The orientation of your solar panels has a huge effect on your performance. After all, what’s the point of having solar panels if they aren’t even pointed at the sun? Since the sun travels over the equator, your solar panels should face south to maximize your efficiency. This is reversed in the Southern Hemisphere, where your solar panels should face towards the north. But if you don’t have a south-facing roof, you aren’t completely out of luck. Panels facing east or west will still give you a decent amount of power, but it’ll come with the cost of a reduced power output. If you have a north-facing roof, solar panels are still a possibility, but performance will be severely limited. The energy policy of your local utility company can affect how you orient your panels as well, as TOU rates mean that tilting your panels toward the southwest can bring you some extra profit if you want to capitalize on peak demand.

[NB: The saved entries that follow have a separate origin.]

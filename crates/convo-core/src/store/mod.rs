//! Traits de almacenamiento y backends en memoria.
//!
//! Mismo patrón que la persistencia del resto del workspace: el core define
//! el contrato + una implementación en memoria de paridad exacta;
//! `convo-persistence` provee la variante Postgres (documentos JSONB,
//! upsert por clave, sin joins).

pub mod answers;
pub mod process;
pub mod session;

pub use answers::{AnswerStore, InMemoryAnswerStore};
pub use process::{InMemoryProcessRepository, ProcessRepository};
pub use session::{InMemorySessionStore, SessionStore};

Frequently Asked Questions
Your solar panels should face towards the south to maximize efficiency. This is because the sun travels over the equator, which for most of us, is toward the south. This is reversed in the Southern Hemisphere, where your solar panels should face toward the north.
The passing of the seasons doesn’t change what direction your solar panels are facing, just the tilt. Ideally, your panels should be flatter during the summer when the sun is higher in the sky and more vertical during the winter when the sun is lower in the sky.
You can do just fine with an east or west-facing roof, as your efficiency will only be slightly impacted. It’s even possible to generate electricity with a north-facing roof, though you’ll produce much less power. You can always install your panels with a reverse-tilt, or even have a ground-mounted system if you have the space.